John Simpson

Hong Kong fury

Legal challenges like this eat away at everyone’s security

issue 15 June 2019

Whatever the authorities in Beijing say, the anger on the streets of Hong Kong isn’t synthetic, nor is it stirred up by ‘foreign forces’. The serious, dedicated atmosphere of 2014’s umbrella protest, which lasted 79 days, is back, only this time with more violence.

Of course, the vast majority of Hong Kongers won’t be personally threatened by the passing of the extradition law — which allows Beijing to try suspects who, as matters stand, cannot be rendered across the border — but legal changes like this eat away at everyone’s security. At first, no doubt, those extradited to the mainland will be rapists and murderers. But later the prime candidates for extradition will be people who have infuriated Beijing by their public statements.

No one in Hong Kong has forgotten the case of the five Causeway Bay booksellers whose shop stocked a lurid paperback about President Xi Jinping’s private life. Under Hong Kong’s laws this was perfectly acceptable; yet they were kidnapped, taken to China and given a hard time. The new legislation would codify and legalise that sort of danger.

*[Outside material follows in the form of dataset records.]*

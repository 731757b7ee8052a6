//! imgrelay-core: shared types, IDs, errors, and configuration.
//!
//! This crate is the foundational dependency for the other imgrelay crates,
//! providing typed row identifiers, the unified error taxonomy, and the
//! application configuration tree.

pub mod config;
pub mod error;
pub mod ids;

// Re-export the most commonly used items at the crate root.
pub use error::{Error, Result};
pub use ids::*;
use std::time::{Duration, SystemTime};

use async_trait::async_trait;
use chrono::Utc;
use imgrelay_core::Result;

use super::{JobOutcome, MaintenanceJob};
use crate::images::LocalCache;
use crate::store::MetadataStore;

pub const LOG_RETENTION: &str = "log_retention";
pub const ORPHAN_SWEEP: &str = "orphan_sweep";
pub const STORAGE_COMPACTION: &str = "storage_compaction";

/// Drops access log entries older than the retention window.
pub struct LogRetentionJob {
    store: MetadataStore,
    retention_days: u32,
}

impl LogRetentionJob {
    pub fn new(store: MetadataStore, retention_days: u32) -> Self {
        Self {
            store,
            retention_days,
        }
    }
}

#[async_trait]
impl MaintenanceJob for LogRetentionJob {
    fn name(&self) -> &'static str {
        LOG_RETENTION
    }

    async fn run(&self) -> Result<JobOutcome> {
        let cutoff = Utc::now() - chrono::Duration::days(i64::from(self.retention_days));
        let purged = self.store.purge_access_logs_older_than(cutoff).await?;
        Ok(JobOutcome::new(
            purged,
            format!("purged access logs before {}", cutoff.to_rfc3339()),
        ))
    }
}

/// Removes cached files no live record refers to.
///
/// Files belonging to a non-deleted record are always kept, whatever the
/// state of the remote copy. Files modified within the grace period are
/// kept too, since an upload may still be between caching and recording.
pub struct OrphanSweepJob {
    store: MetadataStore,
    cache: LocalCache,
    grace: Duration,
}

impl OrphanSweepJob {
    pub fn new(store: MetadataStore, cache: LocalCache, grace: Duration) -> Self {
        Self {
            store,
            cache,
            grace,
        }
    }
}

#[async_trait]
impl MaintenanceJob for OrphanSweepJob {
    fn name(&self) -> &'static str {
        ORPHAN_SWEEP
    }

    async fn run(&self) -> Result<JobOutcome> {
        let mut entries = match tokio::fs::read_dir(self.cache.dir()).await {
            Ok(entries) => entries,
            Err(e) if e.kind() == std::io::ErrorKind::NotFound => {
                return Ok(JobOutcome::new(0, "cache directory does not exist"));
            }
            Err(e) => return Err(e.into()),
        };

        let active = self.store.active_filenames().await?;
        let now = SystemTime::now();
        let (mut removed, mut kept) = (0u64, 0u64);

        while let Some(entry) = entries.next_entry().await? {
            let meta = entry.metadata().await?;
            if meta.is_dir() {
                continue;
            }

            let name = entry.file_name();
            let Some(name) = name.to_str() else {
                kept += 1;
                continue;
            };
            if active.contains(name) {
                kept += 1;
                continue;
            }

            let age = meta
                .modified()
                .ok()
                .and_then(|m| now.duration_since(m).ok())
                .unwrap_or_default();
            if age < self.grace {
                kept += 1;
                continue;
            }

            match tokio::fs::remove_file(entry.path()).await {
                Ok(()) => {
                    tracing::debug!(file = name, "removed orphaned cache file");
                    removed += 1;
                }
                Err(e) => tracing::warn!(file = name, error = %e, "failed to remove orphaned file"),
            }
        }

        Ok(JobOutcome::new(
            removed,
            format!("removed {removed} orphaned files, kept {kept}"),
        ))
    }
}

/// Rebuilds the database file and refreshes statistics.
pub struct StorageCompactionJob {
    store: MetadataStore,
}

impl StorageCompactionJob {
    pub fn new(store: MetadataStore) -> Self {
        Self { store }
    }
}

#[async_trait]
impl MaintenanceJob for StorageCompactionJob {
    fn name(&self) -> &'static str {
        STORAGE_COMPACTION
    }

    async fn run(&self) -> Result<JobOutcome> {
        let report = self.store.compact().await?;
        Ok(JobOutcome::new(
            report.reclaimed(),
            format!(
                "database {} -> {} bytes",
                report.bytes_before, report.bytes_after
            ),
        ))
    }
}
//! Integration tests for the maintenance jobs against a real store and cache.

mod common;

use std::sync::Arc;
use std::time::{Duration, SystemTime};

use assert_matches::assert_matches;
use chrono::Utc;
use common::TestHarness;
use imgrelay::maintenance::{
    MaintenanceJob, OrphanSweepJob, RunResult, LOG_RETENTION, ORPHAN_SWEEP, STORAGE_COMPACTION,
};
use imgrelay_core::Error;
use imgrelay_db::models::RequestInfo;
use imgrelay_db::pool::get_conn;
use imgrelay_db::queries::access_logs;

fn age_file(path: &std::path::Path, by: Duration) {
    let file = std::fs::OpenOptions::new().write(true).open(path).unwrap();
    file.set_modified(SystemTime::now() - by).unwrap();
}

#[tokio::test]
async fn default_jobs_are_registered() {
    let h = TestHarness::new();
    assert_eq!(
        h.ctx.scheduler.job_names(),
        vec![LOG_RETENTION, ORPHAN_SWEEP, STORAGE_COMPACTION]
    );
    assert_matches!(
        h.ctx.scheduler.trigger("reindex").await,
        Err(Error::NotFound { .. })
    );
}

#[tokio::test]
async fn log_retention_purges_old_entries_only() {
    let h = TestHarness::with_config(|c| c.maintenance.log_retention_days = 30);
    let up = h
        .ctx
        .images
        .upload_image(h.staged("a.png", b"png"))
        .await
        .unwrap();

    {
        let conn = get_conn(h.ctx.store.pool()).unwrap();
        let now = Utc::now();
        for days in [45, 31, 2] {
            access_logs::record_access(
                &conn,
                up.id,
                &RequestInfo::default(),
                now - chrono::Duration::days(days),
            )
            .unwrap();
        }
    }

    let result = h.ctx.scheduler.trigger(LOG_RETENTION).await.unwrap();
    assert_matches!(result, RunResult::Succeeded(ref o) if o.affected == 2);
    assert_eq!(h.ctx.store.access_log_count(up.id).await.unwrap(), 1);

    // Entries exactly at the cutoff survive; one millisecond earlier does not.
    let cutoff = Utc::now() - chrono::Duration::days(30);
    {
        let conn = get_conn(h.ctx.store.pool()).unwrap();
        access_logs::record_access(&conn, up.id, &RequestInfo::default(), cutoff).unwrap();
        access_logs::record_access(
            &conn,
            up.id,
            &RequestInfo::default(),
            cutoff - chrono::Duration::milliseconds(1),
        )
        .unwrap();
    }
    let purged = h.ctx.store.purge_access_logs_older_than(cutoff).await.unwrap();
    assert_eq!(purged, 1);
    assert_eq!(h.ctx.store.access_log_count(up.id).await.unwrap(), 2);

    // Idempotent.
    let again = h.ctx.scheduler.trigger(LOG_RETENTION).await.unwrap();
    assert_matches!(again, RunResult::Succeeded(ref o) if o.affected == 0);
}

#[tokio::test]
async fn orphan_sweep_keeps_live_files_and_young_files() {
    let h = TestHarness::with_config(|c| c.maintenance.orphan_grace_secs = 60);
    let live = h
        .ctx
        .images
        .upload_image(h.staged("live.png", b"png"))
        .await
        .unwrap();
    let cache = h.cache_dir();

    std::fs::write(cache.join("stale.png"), b"old").unwrap();
    std::fs::write(cache.join("fresh.png"), b"new").unwrap();
    std::fs::create_dir_all(cache.join("subdir")).unwrap();
    age_file(&cache.join("stale.png"), Duration::from_secs(3600));
    age_file(&cache.join(&live.internal_filename), Duration::from_secs(3600));

    // The live file survives even when the remote store is down.
    h.backend.set_unavailable(true);

    let result = h.ctx.scheduler.trigger(ORPHAN_SWEEP).await.unwrap();
    assert_matches!(result, RunResult::Succeeded(ref o) if o.affected == 1);

    let mut expected = vec!["fresh.png".to_string(), live.internal_filename.clone()];
    expected.sort();
    assert_eq!(h.cached_files(), expected);
    assert!(cache.join("subdir").is_dir());
}

#[tokio::test]
async fn orphan_sweep_collects_files_of_deleted_records() {
    let h = TestHarness::with_config(|c| c.maintenance.orphan_grace_secs = 0);
    let up = h
        .ctx
        .images
        .upload_image(h.staged("gone.png", b"png"))
        .await
        .unwrap();

    // Soft delete through the store only, leaving the cached copy behind.
    h.ctx.store.soft_delete(up.id).await.unwrap();
    assert_eq!(h.cached_files().len(), 1);

    let job = OrphanSweepJob::new(
        h.ctx.store.clone(),
        h.ctx.images.cache().clone(),
        Duration::ZERO,
    );
    let outcome = job.run().await.unwrap();
    assert_eq!(outcome.affected, 1);
    assert!(h.cached_files().is_empty());
}

#[tokio::test]
async fn orphan_sweep_without_cache_dir_is_noop() {
    let h = TestHarness::new();
    std::fs::remove_dir_all(h.cache_dir()).ok();
    let result = h.ctx.scheduler.trigger(ORPHAN_SWEEP).await.unwrap();
    assert_matches!(result, RunResult::Succeeded(ref o) if o.affected == 0);
}

#[tokio::test]
async fn compaction_runs_and_reports() {
    let h = TestHarness::new();
    for i in 0..5 {
        let up = h
            .ctx
            .images
            .upload_image(h.staged(&format!("{i}.png"), b"png"))
            .await
            .unwrap();
        h.ctx.images.purge_image(up.id).await.unwrap();
    }

    let result = h.ctx.scheduler.trigger(STORAGE_COMPACTION).await.unwrap();
    assert!(result.is_success());

    let status = h.ctx.scheduler.status();
    let compaction = status
        .iter()
        .find(|s| s.name == STORAGE_COMPACTION)
        .unwrap();
    assert!(compaction.last_run.is_some());
    assert!(compaction.last_outcome.as_ref().unwrap().is_success());
}

#[tokio::test]
async fn job_failure_does_not_stop_other_jobs() {
    let h = TestHarness::new();
    // Replace the cache directory with a file so the sweep cannot read it.
    let cache = h.cache_dir();
    std::fs::remove_dir_all(&cache).ok();
    std::fs::write(&cache, b"not a directory").unwrap();

    let sweep = h.ctx.scheduler.trigger(ORPHAN_SWEEP).await.unwrap();
    assert_matches!(sweep, RunResult::Failed { .. });

    let retention = h.ctx.scheduler.trigger(LOG_RETENTION).await.unwrap();
    assert!(retention.is_success());
}

#[tokio::test]
async fn scheduler_shutdown_is_clean() {
    let h = TestHarness::with_config(|c| {
        c.maintenance.log_retention_interval_secs = 1;
        c.maintenance.orphan_sweep_interval_secs = 0;
    });
    let scheduler = Arc::clone(&h.ctx.scheduler);
    scheduler.start();
    tokio::time::sleep(Duration::from_millis(1500)).await;
    scheduler.shutdown().await;

    let status = scheduler.status();
    let retention = status.iter().find(|s| s.name == LOG_RETENTION).unwrap();
    assert!(retention.last_run.is_some());
    let sweep = status.iter().find(|s| s.name == ORPHAN_SWEEP).unwrap();
    assert!(sweep.last_run.is_none());
}
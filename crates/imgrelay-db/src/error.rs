//! Mapping from rusqlite failures to the shared [`Error`] type.

use imgrelay_core::Error;
use rusqlite::ffi;
use rusqlite::ErrorCode;

/// Convert a rusqlite error, turning unique-constraint violations into
/// [`Error::Conflict`] and keeping everything else as [`Error::Database`]
/// with the original error as source so [`is_busy`] can inspect it.
pub(crate) fn db_err(e: rusqlite::Error) -> Error {
    if let rusqlite::Error::SqliteFailure(failure, msg) = &e {
        if failure.code == ErrorCode::ConstraintViolation
            && matches!(
                failure.extended_code,
                ffi::SQLITE_CONSTRAINT_UNIQUE | ffi::SQLITE_CONSTRAINT_PRIMARYKEY
            )
        {
            return Error::Conflict(
                msg.clone()
                    .unwrap_or_else(|| "unique constraint violated".to_string()),
            );
        }
    }
    Error::database(e)
}

/// Whether an error is transient lock contention (`SQLITE_BUSY` or
/// `SQLITE_LOCKED`) and the operation may be retried.
pub fn is_busy(err: &Error) -> bool {
    let Error::Database { source } = err else {
        return false;
    };
    matches!(
        source.downcast_ref::<rusqlite::Error>(),
        Some(rusqlite::Error::SqliteFailure(failure, _))
            if matches!(failure.code, ErrorCode::DatabaseBusy | ErrorCode::DatabaseLocked)
    )
}
//! Shared test harness for integration tests.
//!
//! Provides [`TestHarness`] which creates a temp directory holding a
//! file-backed WAL database and the cache directory, a complete config, an
//! in-memory remote backend, and the full [`AppContext`].

#![allow(dead_code)]

use std::path::PathBuf;
use std::sync::Arc;

use imgrelay::context::AppContext;
use imgrelay::images::UploadRequest;
use imgrelay::remote::MemoryBackend;
use imgrelay_core::config::Config;
use tempfile::TempDir;

pub const KEY: &str = "8f2c5d0e6a1b4c3d9e7f0a2b4c6d8e0f1a3b5c7d9e1f3a5b7c9d1e3f5a7b9c1d";
pub const IV: &str = "0123456789abcdef0123456789abcdef";
pub const REMOTE_BASE: &str = "https://dav.example.com/remote.php/webdav";

/// A complete configuration rooted in `dir`.
pub fn test_config(dir: &std::path::Path) -> Config {
    let mut config = Config::default();
    config.storage.db_path = dir.join("data").join("imgrelay.db");
    config.storage.cache_dir = dir.join("cache");
    config.token.encryption_key = Some(KEY.into());
    config.token.encryption_iv = Some(IV.into());
    config.remote.url = REMOTE_BASE.into();
    config.remote.username = Some("relay".into());
    config.remote.password = Some("secret".into());
    config
}

/// Test harness wrapping a fully-constructed [`AppContext`].
pub struct TestHarness {
    pub ctx: AppContext,
    pub backend: Arc<MemoryBackend>,
    pub dir: TempDir,
}

impl TestHarness {
    pub fn new() -> Self {
        Self::with_config(|_| {})
    }

    /// Build with a customised configuration.
    pub fn with_config(tweak: impl FnOnce(&mut Config)) -> Self {
        let dir = tempfile::tempdir().expect("failed to create temp dir");
        let mut config = test_config(dir.path());
        tweak(&mut config);

        let backend = Arc::new(MemoryBackend::new(REMOTE_BASE));
        let ctx = AppContext::with_backend(config, backend.clone())
            .expect("failed to build context");

        Self { ctx, backend, dir }
    }

    pub fn cache_dir(&self) -> PathBuf {
        self.ctx.config.storage.cache_dir.clone()
    }

    /// Write `bytes` to a fresh staging file and describe it as an upload.
    pub fn staged(&self, original_name: &str, bytes: &[u8]) -> UploadRequest {
        let staging = self.dir.path().join("staging");
        std::fs::create_dir_all(&staging).expect("failed to create staging dir");
        let path = staging.join(format!("upload-{}.tmp", rand_suffix()));
        std::fs::write(&path, bytes).expect("failed to write staged file");

        UploadRequest {
            temp_path: path,
            original_name: original_name.to_string(),
            mime_type: None,
        }
    }

    /// Files currently in the cache directory.
    pub fn cached_files(&self) -> Vec<String> {
        let mut names: Vec<String> = match std::fs::read_dir(self.cache_dir()) {
            Ok(entries) => entries
                .filter_map(|e| e.ok())
                .filter(|e| e.path().is_file())
                .map(|e| e.file_name().to_string_lossy().into_owned())
                .collect(),
            Err(_) => Vec::new(),
        };
        names.sort();
        names
    }
}

fn rand_suffix() -> u64 {
    use std::sync::atomic::{AtomicU64, Ordering};
    static COUNTER: AtomicU64 = AtomicU64::new(0);
    COUNTER.fetch_add(1, Ordering::Relaxed)
}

So even allowing for a certain amount of wishful inflation by the protest’s organisers, a seventh of Hong Kong’s entire population of nearly eight million has been turning out for the demonstrations; and the average age has been estimated at 23. In most countries this would at least make the government reconsider. But for Carrie Lam Cheng Yuet-ngor, Hong Kong’s chief executive, who spent her early career working for the British administration, backing down without Beijing’s specific agreement isn’t a choice she is free to make.

Vast crowds protesting in the streets is Beijing’s abiding nightmare. Thirty years ago, a million people took over Tiananmen Square, and although the crowds shrank dramatically over the following weeks, the authorities shot the remaining protesters down rather than negotiate with them.